Also das ist so
„Es gibt nichts Vollkommeneres als ein gebrochenes Herz.“ – Rabbi Menachem Mendel von Kotzk
Also das ist so.
Ich bin es nicht gewohnt mit Menschen im Zimmer zu schlafen
denn die Seele
seelt sich ständig anders hin
und morgens muss ich
allein sein.
Ich habe ein gebrochenes Herz aber nicht dass du denkst…
Bei allem Respekt für den Kotzker Rebben
es gibt Vollkommeneres.
Denn ich bin Dichterin. Ich kann
wie die Ameise
in die Hölle hinabsteigen mit einem Lineal aus Stroh
und wieder raufkommen mit einem Weizenkorn.
Hanser Verlag, Edition Lyrik Kabinett, 107 Seiten, € 24,-
Aus dem Hebräischen von Anne Birkenhauer
Klappentext des Verlages:
„Ein Palmenwischer streicht von der Himmelsscheibe / Wörter die blieben nachdem die Liebe ging.“
Agi Mishol ist die populärste Dichterin Israels, ihre Gedichte sind melancholisch, selbstironisch und berühren durch die Lebendigkeit ihrer erstaunlichen Bilder.
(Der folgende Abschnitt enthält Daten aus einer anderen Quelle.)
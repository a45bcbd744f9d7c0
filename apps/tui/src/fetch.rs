//! Retrieval of raw household records.
//!
//! A [`DataFetcher`] tries its primary source once and, only after that
//! attempt has failed, its fallback source once. Failures are logged and
//! folded into [`FetchOutcome`]; nothing is propagated to the caller.

use std::fmt;
use std::path::{Path, PathBuf};

use reqwest::Client;
use serde::Serialize;
use thiserror::Error;
use tracing::{error, info, warn};

use crate::config::AppConfig;
use crate::domain::{Envelope, RawRecord};

#[derive(Error, Debug)]
pub enum FetchError {
    #[error("HTTP request failed: {0}")]
    Http(#[from] reqwest::Error),

    #[error("Failed to read snapshot: {0}")]
    Io(#[from] std::io::Error),

    #[error("Failed to decode records: {0}")]
    Decode(#[from] serde_json::Error),
}

/// Where a set of records can be loaded from.
#[derive(Debug, Clone)]
pub enum Source {
    Http { client: Client, url: String },
    File(PathBuf),
}

impl Source {
    pub fn http(client: Client, url: impl Into<String>) -> Self {
        Self::Http {
            client,
            url: url.into(),
        }
    }

    pub fn file(path: impl AsRef<Path>) -> Self {
        Self::File(path.as_ref().to_path_buf())
    }

    pub async fn load(&self) -> Result<Vec<RawRecord>, FetchError> {
        let envelope: Envelope = match self {
            Self::Http { client, url } => {
                client
                    .get(url)
                    .send()
                    .await?
                    .error_for_status()?
                    .json()
                    .await?
            }
            Self::File(path) => {
                let contents = tokio::fs::read_to_string(path).await?;
                serde_json::from_str(&contents)?
            }
        };

        Ok(envelope.into_records())
    }
}

impl fmt::Display for Source {
    fn fmt(&self, f: &mut fmt::Formatter<'_>) -> fmt::Result {
        match self {
            Self::Http { url, .. } => write!(f, "{url}"),
            Self::File(path) => write!(f, "{}", path.display()),
        }
    }
}

#[derive(Debug, Clone, Copy, PartialEq, Eq, Serialize)]
#[serde(rename_all = "lowercase")]
pub enum DataOrigin {
    Primary,
    Fallback,
}

impl DataOrigin {
    pub const fn label(self) -> &'static str {
        match self {
            Self::Primary => "Live API",
            Self::Fallback => "Bundled snapshot",
        }
    }
}

#[derive(Debug, Clone, PartialEq, Eq)]
pub enum FetchOutcome {
    Primary(Vec<RawRecord>),
    Fallback(Vec<RawRecord>),
    Failed,
}

impl FetchOutcome {
    pub const fn origin(&self) -> Option<DataOrigin> {
        match self {
            Self::Primary(_) => Some(DataOrigin::Primary),
            Self::Fallback(_) => Some(DataOrigin::Fallback),
            Self::Failed => None,
        }
    }

    pub fn into_records(self) -> Option<Vec<RawRecord>> {
        match self {
            Self::Primary(records) | Self::Fallback(records) => Some(records),
            Self::Failed => None,
        }
    }
}

#[derive(Debug, Clone)]
pub struct DataFetcher {
    primary: Source,
    fallback: Source,
}

impl DataFetcher {
    pub const fn new(primary: Source, fallback: Source) -> Self {
        Self { primary, fallback }
    }

    /// Remote endpoint first, bundled snapshot second.
    pub fn from_config(config: &AppConfig) -> Result<Self, FetchError> {
        let client = Client::builder().timeout(config.request_timeout).build()?;

        Ok(Self::new(
            Source::http(client, config.api_url.clone()),
            Source::file(&config.fallback_path),
        ))
    }

    pub async fn fetch(&self) -> FetchOutcome {
        match self.primary.load().await {
            Ok(records) => {
                info!(source = %self.primary, records = records.len(), "Loaded primary source");
                return FetchOutcome::Primary(records);
            }
            Err(e) => {
                warn!(source = %self.primary, error = %e, "Primary source failed, trying fallback");
            }
        }

        match self.fallback.load().await {
            Ok(records) => {
                info!(source = %self.fallback, records = records.len(), "Loaded fallback source");
                FetchOutcome::Fallback(records)
            }
            Err(e) => {
                error!(source = %self.fallback, error = %e, "All data sources failed");
                FetchOutcome::Failed
            }
        }
    }
}

#[cfg(test)]
mod tests {
    use super::*;
    use std::io::Write;

    fn snapshot(records: Vec<RawRecord>) -> Result<tempfile::NamedTempFile, Box<dyn std::error::Error>> {
        let mut file = tempfile::NamedTempFile::new()?;
        file.write_all(serde_json::to_string(&Envelope::new(records))?.as_bytes())?;
        Ok(file)
    }

    fn missing_path(dir: &tempfile::TempDir) -> PathBuf {
        dir.path().join("missing.json")
    }

    #[tokio::test]
    async fn primary_success_skips_fallback() -> Result<(), Box<dyn std::error::Error>> {
        let dir = tempfile::tempdir()?;
        let primary = snapshot(vec![RawRecord::new("臺北市中山區", ["1", "2", "3", "4"])])?;
        let fetcher = DataFetcher::new(Source::file(primary.path()), Source::file(missing_path(&dir)));

        let outcome = fetcher.fetch().await;
        assert_eq!(outcome.origin(), Some(DataOrigin::Primary));
        assert_eq!(outcome.into_records().map(|records| records.len()), Some(1));
        Ok(())
    }

    #[tokio::test]
    async fn primary_failure_uses_fallback() -> Result<(), Box<dyn std::error::Error>> {
        let dir = tempfile::tempdir()?;
        let fallback = snapshot(vec![RawRecord::new("臺北市內湖區", ["1", "2", "3", "4"])])?;
        let fetcher = DataFetcher::new(Source::file(missing_path(&dir)), Source::file(fallback.path()));

        let outcome = fetcher.fetch().await;
        assert_eq!(outcome.origin(), Some(DataOrigin::Fallback));
        Ok(())
    }

    #[tokio::test]
    async fn undecodable_primary_counts_as_failure() -> Result<(), Box<dyn std::error::Error>> {
        let mut garbage = tempfile::NamedTempFile::new()?;
        garbage.write_all(b"<html>maintenance</html>")?;
        let fallback = snapshot(Vec::new())?;
        let fetcher = DataFetcher::new(Source::file(garbage.path()), Source::file(fallback.path()));

        assert_eq!(fetcher.fetch().await, FetchOutcome::Fallback(Vec::new()));
        Ok(())
    }

    #[tokio::test]
    async fn both_failing_yields_failed() -> Result<(), Box<dyn std::error::Error>> {
        let dir = tempfile::tempdir()?;
        let fetcher = DataFetcher::new(
            Source::file(dir.path().join("a.json")),
            Source::file(dir.path().join("b.json")),
        );

        let outcome = fetcher.fetch().await;
        assert_eq!(outcome, FetchOutcome::Failed);
        assert_eq!(outcome.origin(), None);
        Ok(())
    }

    #[tokio::test]
    async fn unreachable_endpoint_falls_back() -> Result<(), Box<dyn std::error::Error>> {
        let client = Client::builder()
            .timeout(std::time::Duration::from_secs(2))
            .build()?;
        let fallback = snapshot(vec![RawRecord::new("臺北市北投區", ["1", "1", "1", "1"])])?;
        let fetcher = DataFetcher::new(
            Source::http(client, "http://127.0.0.1:9/api/v1/rest/datastore"),
            Source::file(fallback.path()),
        );

        assert_eq!(fetcher.fetch().await.origin(), Some(DataOrigin::Fallback));
        Ok(())
    }

    #[test]
    fn source_display_names_location() {
        assert_eq!(Source::file("/srv/apiData.json").to_string(), "/srv/apiData.json");
    }
}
Als Tochter von Holocaustüberlebenden geht die Lyrikerin auch den Spuren des heutigen Leids nach, ob sie über einen umgepflanzten Olivenbaum schreibt, der für die Entwurzelung der Palästinenser steht, oder von einer zwanzigjährigen Schahidin, die „unterm weiten Kleid schwanger mit Sprengstoff“ geht.
Trotz aller Konflikte überwiegen in Mishols Gedichten die Lichtblicke, denn auch wenn es „unter der Sonne nichts Neues gibt / über ihr vielleicht schon“.
Agi Mishol wurde 1946 in eine ungarische Familie in Transsilvanien geboren, die bald darauf nach Israel einwanderte. 1972 erschien der erste ihrer bisher 20 Gedichtbände, die allesamt Bestseller sind. Für ihre Gedichte, die in zahlreiche Sprachen übersetzt wurden, wurde sie vielfach ausgezeichnet, 2019 mit dem internationalen Zbigniew-Herbert-Literaturpreis.